### PROBLEM TO WORK ON
Copy exactly the lines from the first line of the records below through the line containing "pub fn is_on(self)", including both, and nothing else.

╭─ DATA FOR REVIEW

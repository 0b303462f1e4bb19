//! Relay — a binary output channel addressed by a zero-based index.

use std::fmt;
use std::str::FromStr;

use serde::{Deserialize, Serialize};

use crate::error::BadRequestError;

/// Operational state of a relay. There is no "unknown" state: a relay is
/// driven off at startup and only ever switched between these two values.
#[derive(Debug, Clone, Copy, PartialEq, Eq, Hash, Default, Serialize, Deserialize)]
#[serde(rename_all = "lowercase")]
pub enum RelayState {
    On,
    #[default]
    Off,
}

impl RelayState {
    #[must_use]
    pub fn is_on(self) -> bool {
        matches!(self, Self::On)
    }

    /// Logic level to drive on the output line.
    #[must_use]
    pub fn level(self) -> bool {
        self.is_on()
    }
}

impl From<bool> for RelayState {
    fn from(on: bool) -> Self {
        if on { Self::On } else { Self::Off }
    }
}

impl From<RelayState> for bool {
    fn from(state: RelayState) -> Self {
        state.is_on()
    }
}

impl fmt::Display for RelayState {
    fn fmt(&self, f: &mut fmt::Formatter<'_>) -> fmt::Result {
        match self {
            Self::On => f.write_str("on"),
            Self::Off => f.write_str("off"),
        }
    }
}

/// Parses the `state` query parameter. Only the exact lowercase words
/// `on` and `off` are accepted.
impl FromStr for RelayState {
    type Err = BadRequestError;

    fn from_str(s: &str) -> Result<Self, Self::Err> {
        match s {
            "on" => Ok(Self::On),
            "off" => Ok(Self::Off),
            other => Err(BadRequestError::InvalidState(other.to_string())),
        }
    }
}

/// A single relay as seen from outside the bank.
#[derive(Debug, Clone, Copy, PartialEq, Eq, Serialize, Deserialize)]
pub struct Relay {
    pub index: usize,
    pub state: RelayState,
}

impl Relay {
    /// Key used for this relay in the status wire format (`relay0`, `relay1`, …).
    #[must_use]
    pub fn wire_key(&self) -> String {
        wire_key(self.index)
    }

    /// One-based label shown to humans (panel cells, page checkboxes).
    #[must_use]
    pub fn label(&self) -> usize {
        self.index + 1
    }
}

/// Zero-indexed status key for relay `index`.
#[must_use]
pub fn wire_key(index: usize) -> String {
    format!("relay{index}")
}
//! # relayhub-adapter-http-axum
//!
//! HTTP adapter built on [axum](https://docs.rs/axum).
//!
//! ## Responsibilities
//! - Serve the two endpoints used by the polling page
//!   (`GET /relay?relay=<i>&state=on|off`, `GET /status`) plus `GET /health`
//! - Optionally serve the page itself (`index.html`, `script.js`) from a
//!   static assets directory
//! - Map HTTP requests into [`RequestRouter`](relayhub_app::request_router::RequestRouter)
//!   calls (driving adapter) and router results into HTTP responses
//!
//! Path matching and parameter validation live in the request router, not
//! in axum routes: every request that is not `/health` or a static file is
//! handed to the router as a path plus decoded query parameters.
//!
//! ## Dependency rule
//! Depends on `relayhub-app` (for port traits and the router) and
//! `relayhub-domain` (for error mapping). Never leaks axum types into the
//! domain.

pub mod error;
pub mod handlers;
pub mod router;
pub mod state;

╰─

### EXERCISE OUTPUT
repository 0b303462f1e4bb19
//! Relay — a binary output channel addressed by a zero-based index.

use std::fmt;
use std::str::FromStr;

use serde::{Deserialize, Serialize};

use crate::error::BadRequestError;

/// Operational state of a relay. There is no "unknown" state: a relay is
/// driven off at startup and only ever switched between these two values.
#[derive(Debug, Clone, Copy, PartialEq, Eq, Hash, Default, Serialize, Deserialize)]
#[serde(rename_all = "lowercase")]
pub enum RelayState {
    On,
    #[default]
    Off,
}

impl RelayState {
    #[must_use]
    pub fn is_on(self) -> bool {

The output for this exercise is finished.